Ann Kananu Mwenda is a Kenyan criminologist, politician and public administrator who, from 16 November 2021 until 2022, served as the Governor of Nairobi County.

From 15 January 2021 until 16 November 2021, she served as the substantive Deputy Governor of Nairobi County.

She also served as the Acting Governor after the December 2020 impeachment and removal from office of Mike Sonko. In keeping with Kenyan laws, Kananu served out the remaining term of the previous governor.

==Background and education==
Ann Kananu was born in May 1980, in Embu County. She attended St. Michael Primary School, in her home county, before joining Our Lady Of Mercy Girls Secondary School, Magundu, an all-girls boarding school in Tharaka Nithi County, administered by the Catholic Church. She graduated from there with the Kenya Certificate of Secondary Education (KCSE) in 1999.

She holds a Bachelor of Science degree in Criminology and Security Management, awarded by Dedan Kimathi University of Technology in 2016. She also holds a Diploma in Criminology and Security Management, obtained from St. Paul's University, Limuru, in 2013. In addition, she holds two certificates obtained from the University of Nairobi, between 2011 and 2012; the first, a Certificate in Human Resource Management and the second a Certificate in Public Relations. Her other qualifications include a Certificate in Crisis Management from AVSEC and a Female Screening Training Certificate obtained from the US Department of Homeland Security.

==Career ==

Anne Kananu Mwenda has a varied career history dating back nearly twenty years from the date she took the helm at Nairobi County Local Government. From 2002 until 2003, she served as a Customer Service Representative and then as Personal Assistant to the CEO, at Mokir Enterprises Limited. She was then hired by H. Mogambi and Company Advocates, working there as a personal assistant, from 2003 until 2004.

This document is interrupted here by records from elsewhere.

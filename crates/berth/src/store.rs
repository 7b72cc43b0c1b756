//! Component record persistence.

use std::collections::HashMap;
use std::path::{Path, PathBuf};
use std::sync::Arc;
use std::time::Duration;

use async_trait::async_trait;
use berth_common::{BerthError, BerthResult, Component, KeyValueList};
use parking_lot::RwLock;

use crate::policy::{Action, Step, best_effort};
use crate::runtime::NetworkBinding;

/// Output key carrying the container's address.
pub const OUTPUT_IP: &str = "ip";
/// Output key carrying the container ID.
pub const OUTPUT_ID: &str = "id";

/// Persistent store of component records, keyed by component ID.
#[async_trait]
pub trait ComponentStore: Send + Sync {
    /// Overwrite the record stored under `id`.
    async fn write(&self, id: &str, component: &Component) -> BerthResult<()>;

    /// Read the record stored under `id`.
    async fn read(&self, id: &str) -> BerthResult<Component>;
}

/// Stores each component as `<bucket>/<id>.json`.
#[derive(Debug, Clone)]
pub struct FileComponentStore {
    bucket: PathBuf,
}

impl FileComponentStore {
    /// Create a store rooted at `bucket`. The directory is created on first write.
    pub fn new(bucket: impl Into<PathBuf>) -> Self {
        Self {
            bucket: bucket.into(),
        }
    }

    /// The bucket directory.
    #[must_use]
    pub fn bucket(&self) -> &Path {
        &self.bucket
    }

    /// Path of the record for `id`.
    ///
    /// # Errors
    ///
    /// Fails for IDs that are empty or would escape the bucket.
    pub fn record_path(&self, id: &str) -> BerthResult<PathBuf> {
        if id.is_empty() || id.contains(['/', '\\']) || id.starts_with('.') {
            return Err(BerthError::Store {
                message: format!("invalid component id {id:?}"),
            });
        }
        Ok(self.bucket.join(format!("{id}.json")))
    }
}

#[async_trait]
impl ComponentStore for FileComponentStore {
    async fn write(&self, id: &str, component: &Component) -> BerthResult<()> {
        let path = self.record_path(id)?;

        tokio::fs::create_dir_all(&self.bucket)
            .await
            .map_err(|e| BerthError::Store {
                message: format!("Failed to open bucket {}: {}", self.bucket.display(), e),
            })?;

        let json = serde_json::to_string_pretty(component)?;
        let staging = path.with_extension("json.tmp");
        tokio::fs::write(&staging, json).await?;
        tokio::fs::rename(&staging, &path).await?;

        tracing::debug!(component = %id, path = %path.display(), "Saved component record");
        Ok(())
    }

    async fn read(&self, id: &str) -> BerthResult<Component> {
        let path = self.record_path(id)?;
        let json = match tokio::fs::read_to_string(&path).await {
            Ok(json) => json,
            Err(e) if e.kind() == std::io::ErrorKind::NotFound => {
                return Err(BerthError::Store {
                    message: format!("component not found: {id}"),
                });
            }
            Err(e) => return Err(e.into()),
        };
        let component = serde_json::from_str(&json)?;

        tracing::debug!(component = %id, path = %path.display(), "Loaded component record");
        Ok(component)
    }
}

/// In-memory component store.
#[derive(Debug, Default)]
pub struct MemoryComponentStore {
    records: RwLock<HashMap<String, Component>>,
}

impl MemoryComponentStore {
    /// Create an empty store.
    #[must_use]
    pub fn new() -> Self {
        Self::default()
    }

    /// Number of stored records.
    pub fn len(&self) -> usize {
        self.records.read().len()
    }

    /// Returns true if nothing has been stored.
    pub fn is_empty(&self) -> bool {
        self.records.read().is_empty()
    }
}

#[async_trait]
impl ComponentStore for MemoryComponentStore {
    async fn write(&self, id: &str, component: &Component) -> BerthResult<()> {
        self.records.write().insert(id.to_string(), component.clone());
        Ok(())
    }

    async fn read(&self, id: &str) -> BerthResult<Component> {
        self.records
            .read()
            .get(id)
            .cloned()
            .ok_or_else(|| BerthError::Store {
                message: format!("component not found: {id}"),
            })
    }
}

/// Writes runtime facts back into component records.
#[derive(Clone)]
pub struct ComponentStateWriter {
    store: Arc<dyn ComponentStore>,
    deadline: Duration,
}

impl ComponentStateWriter {
    /// Create a writer over `store`; the deadline bounds each write.
    pub fn new(store: Arc<dyn ComponentStore>, deadline: Duration) -> Self {
        Self { store, deadline }
    }

    /// The outputs recorded for a started container: exactly `ip` and `id`.
    #[must_use]
    pub fn outputs_for(binding: &NetworkBinding) -> KeyValueList {
        [
            (OUTPUT_IP, binding.ip.to_string()),
            (OUTPUT_ID, binding.container_id.to_string()),
        ]
        .into_iter()
        .collect()
    }

    /// Replace the component's outputs with the binding and persist it.
    ///
    /// Earlier outputs are discarded. Returns whether the record was
    /// written; store failures are logged and never propagated.
    pub async fn record(&self, component: &mut Component, binding: &NetworkBinding) -> bool {
        tracing::debug!(component = %component.id, "Updating component with ip and container id");
        component.outputs = Self::outputs_for(binding);

        let written = best_effort(
            Action::Create,
            Step::Persist,
            self.deadline,
            self.store.write(&component.id, component),
        )
        .await
        .is_some();

        if written {
            tracing::info!(component = %component.id, "Component record updated");
        }
        written
    }
}
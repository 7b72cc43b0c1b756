//! Docker Engine API driver.
//!
//! Talks to a Docker daemon (or a swarm front end) over plain HTTP. Only the
//! four calls the provisioner needs are implemented.

use std::sync::Arc;
use std::time::Duration;

use async_trait::async_trait;
use berth_common::{BerthError, BerthResult, ContainerId};
use reqwest::{Client, Response, StatusCode};
use serde::{Deserialize, Serialize};

use super::client::{ContainerRuntime, RuntimeConnector};
use super::types::{ContainerDetails, ContainerHandle, CreateOptions};
use crate::endpoint::Endpoint;

#[derive(Debug, Serialize)]
#[serde(rename_all = "PascalCase")]
struct CreateBody<'a> {
    image: &'a str,
}

#[derive(Debug, Deserialize)]
#[serde(rename_all = "PascalCase")]
struct CreateResponse {
    id: String,
    #[serde(default)]
    warnings: Option<Vec<String>>,
}

#[derive(Debug, Deserialize)]
struct EngineError {
    message: String,
}

/// Turn an endpoint into an HTTP base URL.
///
/// `tcp://h:p` and bare `h:p` become `http://h:p`; `http(s)://` is kept.
///
/// # Errors
///
/// Fails for an empty endpoint or a unix socket.
pub fn base_url(endpoint: &Endpoint) -> BerthResult<String> {
    let raw = endpoint.as_str().trim().trim_end_matches('/');
    if raw.is_empty() {
        return Err(BerthError::config("empty runtime endpoint"));
    }
    if raw.starts_with("unix://") {
        return Err(BerthError::Unsupported {
            feature: format!("unix socket endpoint {raw}"),
        });
    }
    if let Some(rest) = raw.strip_prefix("tcp://") {
        return Ok(format!("http://{rest}"));
    }
    if raw.starts_with("http://") || raw.starts_with("https://") {
        return Ok(raw.to_string());
    }
    Ok(format!("http://{raw}"))
}

/// Docker Engine HTTP client.
pub struct DockerEngine {
    client: Client,
    base_url: String,
    timeout: Duration,
}

impl DockerEngine {
    /// Create a client for `endpoint` with a per-request timeout.
    ///
    /// # Errors
    ///
    /// Fails if the endpoint cannot be turned into a URL or the HTTP client
    /// cannot be built.
    pub fn new(endpoint: &Endpoint, timeout: Duration) -> BerthResult<Self> {
        let base_url = base_url(endpoint)?;
        let client = Client::builder()
            .timeout(timeout)
            .build()
            .map_err(|e| BerthError::Network {
                message: format!("Failed to build HTTP client: {}", e),
            })?;
        Ok(Self {
            client,
            base_url,
            timeout,
        })
    }

    /// The base URL requests are sent to.
    #[must_use]
    pub fn base_url(&self) -> &str {
        &self.base_url
    }

    fn url(&self, path: &str) -> String {
        format!("{}{}", self.base_url, path)
    }

    async fn send(
        &self,
        operation: &str,
        request: reqwest::RequestBuilder,
    ) -> BerthResult<Response> {
        request.send().await.map_err(|e| {
            if e.is_timeout() {
                BerthError::Timeout {
                    operation: operation.to_string(),
                    seconds: self.timeout.as_secs(),
                }
            } else {
                BerthError::Network {
                    message: format!("Failed to request {}: {}", operation, e),
                }
            }
        })
    }

    /// Map a non-success response to an error carrying the engine's message.
    async fn failure(operation: &str, id: Option<&ContainerId>, response: Response) -> BerthError {
        let status = response.status();
        let message = match response.json::<EngineError>().await {
            Ok(body) => body.message,
            Err(_) => status.to_string(),
        };

        match id {
            Some(id) if status == StatusCode::NOT_FOUND => {
                tracing::debug!(container = %id, %message, "Engine reported no such container");
                BerthError::ContainerNotFound { id: id.to_string() }
            }
            _ => BerthError::runtime(operation, format!("{} ({})", message, status)),
        }
    }
}

#[async_trait]
impl ContainerRuntime for DockerEngine {
    async fn create_container(&self, options: &CreateOptions) -> BerthResult<ContainerHandle> {
        let url = self.url("/containers/create");
        tracing::debug!(url = %url, image = %options.image, name = %options.name, "Creating container");

        let request = self
            .client
            .post(&url)
            .query(&[("name", options.name.as_str())])
            .json(&CreateBody {
                image: &options.image,
            });
        let response = self.send("create", request).await?;

        if !response.status().is_success() {
            return Err(Self::failure("create", None, response).await);
        }

        let body: CreateResponse = response.json().await.map_err(|e| BerthError::Extraction {
            what: "container ID".to_string(),
            message: e.to_string(),
        })?;
        let id = ContainerId::new(body.id).map_err(|e| BerthError::Extraction {
            what: "container ID".to_string(),
            message: e.to_string(),
        })?;
        let warnings = body.warnings.unwrap_or_default();
        for warning in &warnings {
            tracing::warn!(container = %id.short(), %warning, "Engine warning on create");
        }

        Ok(ContainerHandle { id, warnings })
    }

    async fn start_container(&self, id: &ContainerId) -> BerthResult<()> {
        let url = self.url(&format!("/containers/{}/start", id));
        tracing::debug!(url = %url, "Starting container");

        let response = self.send("start", self.client.post(&url)).await?;
        match response.status() {
            StatusCode::NOT_MODIFIED => {
                tracing::debug!(container = %id.short(), "Container already started");
                Ok(())
            }
            s if s.is_success() => Ok(()),
            _ => Err(Self::failure("start", Some(id), response).await),
        }
    }

    async fn inspect_container(&self, id: &ContainerId) -> BerthResult<ContainerDetails> {
        let url = self.url(&format!("/containers/{}/json", id));
        tracing::debug!(url = %url, "Inspecting container");

        let response = self.send("inspect", self.client.get(&url)).await?;
        if !response.status().is_success() {
            return Err(Self::failure("inspect", Some(id), response).await);
        }

        response.json().await.map_err(|e| BerthError::Extraction {
            what: "container state".to_string(),
            message: e.to_string(),
        })
    }

    async fn kill_container(&self, id: &ContainerId) -> BerthResult<()> {
        let url = self.url(&format!("/containers/{}/kill", id));
        tracing::debug!(url = %url, "Killing container");

        let response = self.send("kill", self.client.post(&url)).await?;
        if !response.status().is_success() {
            return Err(Self::failure("kill", Some(id), response).await);
        }
        Ok(())
    }
}

/// Connects to Docker Engine endpoints.
#[derive(Debug, Clone)]
pub struct DockerConnector {
    timeout: Duration,
}

impl DockerConnector {
    /// Create a connector whose clients use `timeout` per request.
    #[must_use]
    pub const fn new(timeout: Duration) -> Self {
        Self { timeout }
    }
}

impl RuntimeConnector for DockerConnector {
    fn connect(&self, endpoint: &Endpoint) -> BerthResult<Arc<dyn ContainerRuntime>> {
        let engine = DockerEngine::new(endpoint, self.timeout)?;
        tracing::debug!(endpoint = %endpoint, url = %engine.base_url(), "Connected to Docker engine");
        Ok(Arc::new(engine))
    }
}

#[cfg(test)]
mod tests {
    use super::*;

    fn url_for(raw: &str) -> BerthResult<String> {
        base_url(&Endpoint::new(raw))
    }

    #[test]
    fn normalizes_endpoints() {
        assert_eq!(url_for("10.0.0.5:2375").unwrap(), "http://10.0.0.5:2375");
        assert_eq!(url_for("tcp://10.0.0.5:2375").unwrap(), "http://10.0.0.5:2375");
        assert_eq!(
            url_for("https://swarm.local:2376/").unwrap(),
            "https://swarm.local:2376"
        );
    }

    #[test]
    fn rejects_unusable_endpoints() {
        assert!(matches!(url_for(""), Err(BerthError::Config { .. })));
        assert!(matches!(
            url_for("unix:///var/run/docker.sock"),
            Err(BerthError::Unsupported { .. })
        ));
    }

    #[test]
    fn connector_rejects_empty_endpoint() {
        let connector = DockerConnector::new(Duration::from_secs(1));
        assert!(connector.connect(&Endpoint::empty()).is_err());
    }
}
//! Hostname binding for provisioned containers.
//!
//! A component named `web` with domain input `example.com` is reachable as
//! `web.example.com`; the naming service receives subdomain `web` under
//! domain `example.com.`.

use std::net::IpAddr;
use std::sync::Arc;
use std::time::Duration;

use async_trait::async_trait;
use berth_common::{BerthError, BerthResult};
use parking_lot::RwLock;
use serde::Serialize;

use crate::config::ProvisionerConfig;
use crate::policy::{Action, Step, best_effort};

/// A component's fully qualified hostname.
#[derive(Debug, Clone, PartialEq, Eq, Hash, Serialize)]
#[serde(transparent)]
pub struct HostnameBinding(String);

impl HostnameBinding {
    /// Derive `<component-name>.<domain>`.
    #[must_use]
    pub fn derive(component_name: &str, domain: &str) -> Self {
        Self(format!("{}.{}", component_name, domain))
    }

    /// The fully qualified name.
    #[must_use]
    pub fn fqdn(&self) -> &str {
        &self.0
    }

    /// Split into the subdomain (first label) and the domain suffix (the
    /// remaining labels with a trailing dot).
    ///
    /// # Errors
    ///
    /// Fails unless the name has at least three non-empty labels.
    pub fn split(&self) -> BerthResult<(&str, String)> {
        let labels: Vec<&str> = self.0.split('.').collect();
        if labels.len() < 3 || labels.iter().any(|l| l.is_empty()) {
            return Err(BerthError::Naming {
                message: format!("cannot split {:?} into subdomain and domain", self.0),
            });
        }
        Ok((labels[0], format!("{}.", labels[1..].join("."))))
    }
}

impl std::fmt::Display for HostnameBinding {
    fn fmt(&self, f: &mut std::fmt::Formatter<'_>) -> std::fmt::Result {
        f.write_str(&self.0)
    }
}

/// One request to the naming service.
#[derive(Clone, PartialEq, Eq)]
pub struct Registration {
    /// Access key.
    pub access_key: String,
    /// Secret key.
    pub secret_key: String,
    /// Domain suffix, with trailing dot (`example.com.`).
    pub domain: String,
    /// Subdomain label.
    pub subdomain: String,
    /// Address to bind.
    pub ip: IpAddr,
}

impl std::fmt::Debug for Registration {
    fn fmt(&self, f: &mut std::fmt::Formatter<'_>) -> std::fmt::Result {
        f.debug_struct("Registration")
            .field("access_key", &self.access_key)
            .field("secret_key", &"<redacted>")
            .field("domain", &self.domain)
            .field("subdomain", &self.subdomain)
            .field("ip", &self.ip)
            .finish()
    }
}

/// External service binding subdomain/domain/IP triples into DNS.
#[async_trait]
pub trait HostnameRegistrar: Send + Sync {
    /// Register the binding.
    async fn register(&self, registration: &Registration) -> BerthResult<()>;
}

/// Registrar that keeps bindings in memory.
#[derive(Debug, Default)]
pub struct MemoryRegistrar {
    records: RwLock<Vec<Registration>>,
}

impl MemoryRegistrar {
    /// Create an empty registrar.
    #[must_use]
    pub fn new() -> Self {
        Self::default()
    }

    /// All registrations received, oldest first.
    pub fn registrations(&self) -> Vec<Registration> {
        self.records.read().clone()
    }

    /// Resolve `subdomain.domain.` to the most recently registered address.
    pub fn resolve(&self, fqdn: &str) -> Option<IpAddr> {
        let wanted = fqdn.trim_end_matches('.');
        self.records
            .read()
            .iter()
            .rev()
            .find(|r| format!("{}.{}", r.subdomain, r.domain.trim_end_matches('.')) == wanted)
            .map(|r| r.ip)
    }
}

#[async_trait]
impl HostnameRegistrar for MemoryRegistrar {
    async fn register(&self, registration: &Registration) -> BerthResult<()> {
        tracing::debug!(
            subdomain = %registration.subdomain,
            domain = %registration.domain,
            ip = %registration.ip,
            "Hostname registered"
        );
        self.records.write().push(registration.clone());
        Ok(())
    }
}

/// Registers component hostnames with the naming service.
#[derive(Clone)]
pub struct NamingBinder {
    config: Arc<ProvisionerConfig>,
    registrar: Arc<dyn HostnameRegistrar>,
    deadline: Duration,
}

impl NamingBinder {
    /// Create a binder; the deadline bounds each registration.
    pub fn new(config: Arc<ProvisionerConfig>, registrar: Arc<dyn HostnameRegistrar>) -> Self {
        let deadline = config.request_timeout();
        Self {
            config,
            registrar,
            deadline,
        }
    }

    /// Bind `binding` to `ip`.
    ///
    /// Returns whether the naming service accepted the binding; its
    /// failures are logged and never propagated.
    ///
    /// # Errors
    ///
    /// Fails only if the naming credentials are not configured.
    pub async fn bind(&self, binding: &HostnameBinding, ip: IpAddr) -> BerthResult<bool> {
        let credentials = self.config.aws_credentials()?;

        let registered = best_effort(Action::Create, Step::BindName, self.deadline, async {
            let (subdomain, domain) = binding.split()?;
            let registration = Registration {
                access_key: credentials.access_key,
                secret_key: credentials.secret_key,
                domain,
                subdomain: subdomain.to_string(),
                ip,
            };
            self.registrar.register(&registration).await
        })
        .await
        .is_some();

        if registered {
            tracing::info!(hostname = %binding, %ip, "Hostname bound");
        }
        Ok(registered)
    }
}

#[cfg(test)]
mod tests {
    use super::*;
    use crate::config::{AWS_ACCESS_KEY, AWS_SECRET_KEY};
    use proptest::prelude::*;

    fn config() -> Arc<ProvisionerConfig> {
        Arc::new(
            ProvisionerConfig::new()
                .with_value(AWS_ACCESS_KEY, "access")
                .with_value(AWS_SECRET_KEY, "secret"),
        )
    }

    struct Refusing;

    #[async_trait]
    impl HostnameRegistrar for Refusing {
        async fn register(&self, _: &Registration) -> BerthResult<()> {
            Err(BerthError::Naming {
                message: "throttled".to_string(),
            })
        }
    }

    #[test]
    fn split_three_labels() {
        let binding = HostnameBinding::derive("web", "example.com");
        assert_eq!(binding.fqdn(), "web.example.com");
        let (sub, domain) = binding.split().unwrap();
        assert_eq!(sub, "web");
        assert_eq!(domain, "example.com.");
    }

    #[test]
    fn split_keeps_deeper_domains() {
        let binding = HostnameBinding::derive("api", "eu.example.co.uk");
        let (sub, domain) = binding.split().unwrap();
        assert_eq!(sub, "api");
        assert_eq!(domain, "eu.example.co.uk.");
    }

    #[test]
    fn split_rejects_short_names() {
        assert!(HostnameBinding::derive("web", "localhost").split().is_err());
        assert!(HostnameBinding::derive("web", "example.").split().is_err());
    }

    #[tokio::test]
    async fn bind_registers_with_credentials() {
        let registrar = Arc::new(MemoryRegistrar::new());
        let binder = NamingBinder::new(config(), registrar.clone());

        let bound = binder
            .bind(&HostnameBinding::derive("web", "example.com"), "10.0.0.7".parse().unwrap())
            .await
            .unwrap();
        assert!(bound);

        let records = registrar.registrations();
        assert_eq!(records.len(), 1);
        assert_eq!(records[0].access_key, "access");
        assert_eq!(records[0].domain, "example.com.");
        assert_eq!(records[0].subdomain, "web");
        assert_eq!(
            registrar.resolve("web.example.com"),
            Some("10.0.0.7".parse().unwrap())
        );
    }

    #[tokio::test]
    async fn registration_failure_is_swallowed() {
        let binder = NamingBinder::new(config(), Arc::new(Refusing));
        let bound = binder
            .bind(&HostnameBinding::derive("web", "example.com"), "10.0.0.7".parse().unwrap())
            .await
            .unwrap();
        assert!(!bound);
    }

    #[tokio::test]
    async fn unsplittable_name_is_swallowed() {
        let registrar = Arc::new(MemoryRegistrar::new());
        let binder = NamingBinder::new(config(), registrar.clone());
        let bound = binder
            .bind(&HostnameBinding::derive("web", "localhost"), "10.0.0.7".parse().unwrap())
            .await
            .unwrap();
        assert!(!bound);
        assert!(registrar.registrations().is_empty());
    }

    #[tokio::test]
    async fn missing_credentials_abort() {
        let binder = NamingBinder::new(
            Arc::new(ProvisionerConfig::new()),
            Arc::new(MemoryRegistrar::new()),
        );
        let err = binder
            .bind(&HostnameBinding::derive("web", "example.com"), "10.0.0.7".parse().unwrap())
            .await
            .unwrap_err();
        assert!(matches!(err, BerthError::Config { .. }));
    }

    #[test]
    fn registration_debug_hides_secret() {
        let registration = Registration {
            access_key: "a".to_string(),
            secret_key: "topsecret".to_string(),
            domain: "example.com.".to_string(),
            subdomain: "web".to_string(),
            ip: "10.0.0.1".parse().unwrap(),
        };
        insta::assert_debug_snapshot!(registration, @r#"
        Registration {
            access_key: "a",
            secret_key: "<redacted>",
            domain: "example.com.",
            subdomain: "web",
            ip: 10.0.0.1,
        }
        "#);
    }

    proptest! {
        #[test]
        fn split_recovers_parts(name in "[a-z][a-z0-9-]{0,10}", domain in "[a-z]{1,8}\\.[a-z]{2,4}") {
            let binding = HostnameBinding::derive(&name, &domain);
            let (sub, suffix) = binding.split().unwrap();
            prop_assert_eq!(sub, name.as_str());
            prop_assert_eq!(suffix, format!("{}.", domain));
        }
    }
}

Later, she took up employment with Kenya Airports Authority as the Security Supervisor responsible for Quality Control and Training. In May 2018, Kananu Mwenda was hired by Nairobi City Hall as the Chief Officer in charge of Disaster Management and Coordination. This was her role until she was sworn in as Deputy Governor in January 2021.

==Personal==
In the past, Ann Kananu Mwenda was married to the late Philip Njiru Muthathai who died in a road traffic accident in January 2019.